- Так что скажете, уважаемые? Согласны вы раз в день пропускать нас к воде? А взамен вот, - и он кивнул на пустую бадью. - А то и вовсе шли бы вы отсюда... - закончил тиун с затаенной надеждой в голосе.
- Урусы услышат решение ханов, - веско кивнул Телюк. - Сегодня же вечером. Но для большей убедительности мне нужно... - его взгляд был неотрывно прикован к ведру в руках у Будяты.

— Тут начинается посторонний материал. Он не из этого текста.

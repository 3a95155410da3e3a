use axum::Router;

use crate::AppState;

mod auth;
mod error;
mod handlers;
mod routes;

pub use auth::AuthUser;
pub use error::AppError;

pub fn router(state: AppState) -> Router {
    let v1 = Router::new()
        .merge(routes::health())
        .merge(routes::auth())
        .merge(routes::profiles())
        .merge(routes::recipes())
        .merge(routes::social());

    Router::new().nest("/v1", v1).with_state(state)
}
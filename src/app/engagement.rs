use std::collections::{HashMap, HashSet};

use anyhow::Result;
use sqlx::Row;
use uuid::Uuid;

use crate::domain::engagement::{Comment, CommentFeed, LikeToggle, RecipeStats};
use crate::infra::cache::RedisCache;
use crate::infra::db::Db;

/// How like toggles and stats reads hit the database.
///
/// `DbFunction` uses the SQL routines from migrations/002 (toggle and
/// recount in one transaction, one round trip). `Manual` composes primitive
/// reads and writes with idempotent race recovery, for databases where the
/// routines have not been installed. Selection happens once at startup from
/// config or a catalog probe, never by matching error strings at runtime.
#[derive(Debug, Clone, Copy, PartialEq, Eq)]
pub enum SocialStrategy {
    DbFunction,
    Manual,
}

pub async fn detect_strategy(db: &Db, configured: Option<bool>) -> Result<SocialStrategy> {
    match configured {
        Some(true) => return Ok(SocialStrategy::DbFunction),
        Some(false) => return Ok(SocialStrategy::Manual),
        None => {}
    }

    let installed: i64 = sqlx::query_scalar(
        "SELECT count(DISTINCT proname) FROM pg_proc \
         WHERE proname IN ('toggle_recipe_like', 'toggle_comment_like', 'get_recipe_stats')",
    )
    .fetch_one(db.pool())
    .await?;

    if installed == 3 {
        Ok(SocialStrategy::DbFunction)
    } else {
        tracing::warn!(
            installed,
            "social SQL routines missing, falling back to manual toggles"
        );
        Ok(SocialStrategy::Manual)
    }
}

/// Outcome of an author-guarded comment write.
#[derive(Debug)]
pub enum CommentWrite<T> {
    Done(T),
    NotFound,
    Forbidden,
}

const COMMENT_COLUMNS: &str = "c.id, c.recipe_id, c.user_id, \
     COALESCE(u.username, 'Unknown') AS author_username, \
     COALESCE(u.full_name, 'Unknown User') AS author_full_name, \
     c.content, c.created_at, c.updated_at";

#[derive(Clone)]
pub struct EngagementService {
    db: Db,
    cache: RedisCache,
    strategy: SocialStrategy,
}
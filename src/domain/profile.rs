use serde::{Deserialize, Serialize};
use time::OffsetDateTime;
use uuid::Uuid;

/// An account's own profile, as returned to its owner.
#[derive(Debug, Clone, Serialize, Deserialize)]
pub struct Profile {
    pub id: Uuid,
    pub username: String,
    pub email: String,
    pub full_name: String,
    pub bio: Option<String>,
    #[serde(with = "time::serde::rfc3339")]
    pub created_at: OffsetDateTime,
    #[serde(with = "time::serde::rfc3339")]
    pub updated_at: OffsetDateTime,
}

/// Profile projection shown to other users (no email).
#[derive(Debug, Clone, Serialize)]
pub struct PublicProfile {
    pub id: Uuid,
    pub username: String,
    pub full_name: String,
    pub bio: Option<String>,
    #[serde(with = "time::serde::rfc3339")]
    pub created_at: OffsetDateTime,
}

impl From<Profile> for PublicProfile {
    fn from(profile: Profile) -> Self {
        Self {
            id: profile.id,
            username: profile.username,
            full_name: profile.full_name,
            bio: profile.bio,
            created_at: profile.created_at,
        }
    }
}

- А, это? Да пожалуйста, - улыбнулся тот и вновь отправил ведро в невидимое нутро колодца. - Давайте сюда все ваши баклаги, сейчас их до краев заполним! И киселя прихватить не забудьте. Вот как вернетесь к своим князьям-ханам, как выставите перед ними киселька да с сытою...
***
- А если все-таки не сработает? Если они не поверят? Не снимут осады и не уйдут прочь? - разом растеряв всю свою демонстративную уверенность, бормотал Будята, глядя вслед удаляющимся в сопровождении Горыни и его гридей печенежским бекам.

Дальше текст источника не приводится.